• EXERCISE BRIEF: Please report every line in the material below where the word "JobStatus" is found.
--- START ---
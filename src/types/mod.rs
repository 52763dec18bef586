pub mod config;
pub mod events;
pub mod ids;
pub mod priority;
pub mod record;
pub mod stats;

pub use config::QueueConfig;
pub use events::QueueEvent;
pub use ids::JobId;
pub use priority::JobPriority;
pub use record::{JobStatus, QueuedJob};
pub use stats::QueueStats;
use std::time::Duration;

use rand::Rng;

use crate::error::JobError;

/// Default jitter fraction applied to the exponential term
const DEFAULT_JITTER_RATIO: f64 = 0.1;

/// Exponential-backoff-with-jitter retry policy
///
/// The delay for attempt `n` (1-based) is `base * 2^(n-1)` plus a random
/// jitter of up to 10% of that value, capped at `max_delay`.
#[derive(Debug, Clone)]
pub struct RetryPolicy {
    base_delay: Duration,
    max_delay: Duration,
    jitter_ratio: f64,
}

impl RetryPolicy {
    /// Create a policy with the given base delay and cap
    pub fn new(base_delay: Duration, max_delay: Duration) -> Self {
        Self {
            base_delay,
            max_delay,
            jitter_ratio: DEFAULT_JITTER_RATIO,
        }
    }

    /// Override the jitter fraction (0.0 disables jitter)
    pub fn with_jitter_ratio(mut self, ratio: f64) -> Self {
        self.jitter_ratio = ratio.max(0.0);
        self
    }

    /// Compute the delay before the given attempt is retried
    pub fn compute_delay(&self, attempt: u32) -> Duration {
        let exponent = attempt.saturating_sub(1).min(32);
        let exponential_ms =
            self.base_delay.as_millis() as f64 * 2_f64.powi(exponent as i32);
        let jitter_ms = if exponential_ms > 0.0 && self.jitter_ratio > 0.0 {
            rand::thread_rng().gen_range(0.0..exponential_ms) * self.jitter_ratio
        } else {
            0.0
        };
        let total_ms = (exponential_ms + jitter_ms).min(self.max_delay.as_millis() as f64);
        Duration::from_millis(total_ms as u64)
    }

    /// Decide whether a failed attempt is eligible for another try
    ///
    /// The job's own predicate is consulted separately by the engine; this
    /// gate covers the attempt budget and the error classification.
    pub fn should_retry(&self, error: &JobError, attempt: u32, max_attempts: u32) -> bool {
        attempt < max_attempts && error.is_retryable()
    }
}
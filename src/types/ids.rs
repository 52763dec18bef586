use serde::{Deserialize, Serialize};
use std::fmt;
use uuid::Uuid;

/// Unique identifier for a job
#[derive(Debug, Clone, PartialEq, Eq, Hash, Serialize, Deserialize)]
pub struct JobId(pub String);

impl JobId {
    /// Generate a new unique job ID
    pub fn new() -> Self {
        Self(Uuid::new_v4().to_string())
    }

    /// Create a job ID from a string
    pub fn from_string(id: String) -> Self {
        Self(id)
    }

    /// Get the inner string value
    pub fn as_str(&self) -> &str {
        &self.0
    }

    /// Check whether the identifier is empty
    pub fn is_empty(&self) -> bool {
        self.0.is_empty()
    }
}

impl Default for JobId {
    fn default() -> Self {
        Self::new()
    }
}

impl fmt::Display for JobId {
    fn fmt(&self, f: &mut fmt::Formatter<'_>) -> fmt::Result {
        write!(f, "{}", self.0)
    }
}

impl From<String> for JobId {
    fn from(id: String) -> Self {
        Self(id)
    }
}

impl From<&str> for JobId {
    fn from(id: &str) -> Self {
        Self(id.to_string())
    }
}
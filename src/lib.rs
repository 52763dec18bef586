//! # jobline: In-Process Priority Job Queue
//!
//! **Priority-ordered, retry-capable, rate-limited task scheduling**
//!
//! jobline decouples task submission from execution: producers hand the
//! engine opaque units of work, and the engine takes it from there -
//! priority dispatch, token-bucket admission, exponential-backoff retries
//! with jitter, dead-letter routing, and bounded-time graceful shutdown.
//!
//! ## Features
//!
//! - **Priority dispatch**: higher priority first, FIFO among equals
//! - **Controlled concurrency**: a hard cap on simultaneously running jobs
//! - **Token-bucket rate limiting**: bound how many jobs start per second
//! - **Backoff retries**: exponential delay with 10% jitter, capped, with
//!   per-job budgets and custom retry predicates
//! - **Dead-letter routing**: exhausted jobs are parked for inspection,
//!   never silently dropped
//! - **Structured events**: every state transition emits a typed event on a
//!   broadcast stream - no compile-time dependency on subscribers
//! - **Graceful shutdown**: in-flight work drains within a bounded timeout
//!
//! ## Quick Start
//!
//! ```rust,no_run
//! use jobline::prelude::*;
//!
//! struct SendReceipt {
//!     order: String,
//! }
//!
//! #[async_trait]
//! impl Job for SendReceipt {
//!     fn id(&self) -> JobId {
//!         JobId::from(format!("receipt-{}", self.order))
//!     }
//!
//!     fn job_type(&self) -> &str {
//!         "send_receipt"
//!     }
//!
//!     fn priority(&self) -> JobPriority {
//!         JobPriority::HIGH
//!     }
//!
//!     async fn execute(&self) -> Result<(), JobError> {
//!         // ... talk to the mail provider ...
//!         Ok(())
//!     }
//! }
//!
//! # async fn run() -> Result<(), jobline::QueueError> {
//! let engine = QueueEngine::new(
//!     QueueConfig::new("mail")
//!         .with_max_concurrency(4)
//!         .with_rate_limit_per_second(10.0),
//! )?;
//! engine.start();
//!
//! let mut events = engine.subscribe();
//! engine.add_job(SendReceipt { order: "A-1042".into() })?;
//!
//! while let Ok(event) = events.recv().await {
//!     println!("{}: {:?}", event.event_name(), event.job_id());
//! }
//!
//! engine.shutdown().await;
//! # Ok(())
//! # }
//! ```

pub mod engine;
pub mod error;
pub mod job;
pub mod limiter;
pub mod queue;
pub mod retry;
pub mod types;

// Core API exports
pub use engine::{BoxStream, QueueEngine};
pub use error::{JobError, QueueError, QueueResult};
pub use job::Job;
pub use limiter::RateLimiter;
pub use queue::PendingQueue;
pub use retry::RetryPolicy;
pub use types::{
    JobId, JobPriority, JobStatus, QueueConfig, QueueEvent, QueueStats, QueuedJob,
};

/// Everything needed to define and run jobs
pub mod prelude {
    // Engine and configuration
    pub use crate::{QueueConfig, QueueEngine};

    // Job contract
    pub use crate::{Job, JobError, JobId, JobPriority};

    // Observability
    pub use crate::{JobStatus, QueueEvent, QueueStats};

    // Results
    pub use crate::{QueueError, QueueResult};

    // Essential traits
    pub use async_trait::async_trait;
}
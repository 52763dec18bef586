use std::time::Duration;

use thiserror::Error;

/// Result type for queue operations
pub type QueueResult<T> = Result<T, QueueError>;

/// Operational and configuration errors for queue operations
///
/// Job execution errors never surface through this type; they are contained
/// by the engine and reported via events and statistics.
#[derive(Error, Debug, Clone, PartialEq, Eq)]
pub enum QueueError {
    #[error("job id must not be empty")]
    EmptyJobId,

    #[error("duplicate job id: {0}")]
    DuplicateJob(String),

    #[error("queue is shut down")]
    ShutDown,

    #[error("invalid queue configuration: {0}")]
    InvalidConfig(String),
}

/// Job execution outcome - determines retry behavior
#[derive(Error, Debug, Clone, PartialEq, Eq)]
pub enum JobError {
    /// Retryable error - a retry is scheduled if attempts remain
    #[error("retryable error: {0}")]
    Retryable(String),

    /// Permanent error - fail immediately, no retry
    #[error("permanent error: {0}")]
    Permanent(String),

    /// Execution exceeded the configured processing timeout
    #[error("timed out after {0:?}")]
    TimedOut(Duration),
}

impl JobError {
    /// Create a retryable error
    pub fn retryable(msg: impl Into<String>) -> Self {
        Self::Retryable(msg.into())
    }

    /// Create a permanent error
    pub fn permanent(msg: impl Into<String>) -> Self {
        Self::Permanent(msg.into())
    }

    /// Check if this error is retryable
    ///
    /// Timeouts count as retryable: for retry purposes they are
    /// indistinguishable from any other execution error.
    pub fn is_retryable(&self) -> bool {
        matches!(self, Self::Retryable(_) | Self::TimedOut(_))
    }

    /// Get the error message
    pub fn message(&self) -> String {
        self.to_string()
    }
}
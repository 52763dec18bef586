use std::time::Duration;

use serde::Serialize;

/// Point-in-time queue statistics
///
/// Computed on demand from the engine's job table and accumulators, never
/// persisted. `total_processed` and `average_processing_time` survive
/// `clear_completed`.
#[derive(Debug, Clone, PartialEq, Serialize)]
pub struct QueueStats {
    /// Queue name
    pub name: String,
    /// Jobs waiting to be dispatched
    pub pending: usize,
    /// Jobs currently executing
    pub active: usize,
    /// Jobs that completed successfully (still in the job table)
    pub completed: usize,
    /// Jobs that failed permanently without dead-letter routing
    pub failed: usize,
    /// Jobs waiting out a retry delay
    pub retrying: usize,
    /// Jobs parked on the dead-letter list
    pub dead: usize,
    /// Executions that reached a terminal outcome
    pub total_processed: u64,
    /// Mean execution duration over `total_processed`
    pub average_processing_time: Duration,
    /// Time since the engine was constructed
    pub uptime: Duration,
}

impl QueueStats {
    /// Total number of records currently in the job table
    pub fn total_jobs(&self) -> usize {
        self.pending + self.active + self.completed + self.failed + self.retrying + self.dead
    }
}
--- END ---
• TASK RESPONSE:
pub use record::{JobStatus, QueuedJob};
    JobId, JobPriority, JobStatus, QueueConfig, QueueEvent, QueueStats, QueuedJob,
    pub use crate::{JobStatus, QueueEvent, QueueStats};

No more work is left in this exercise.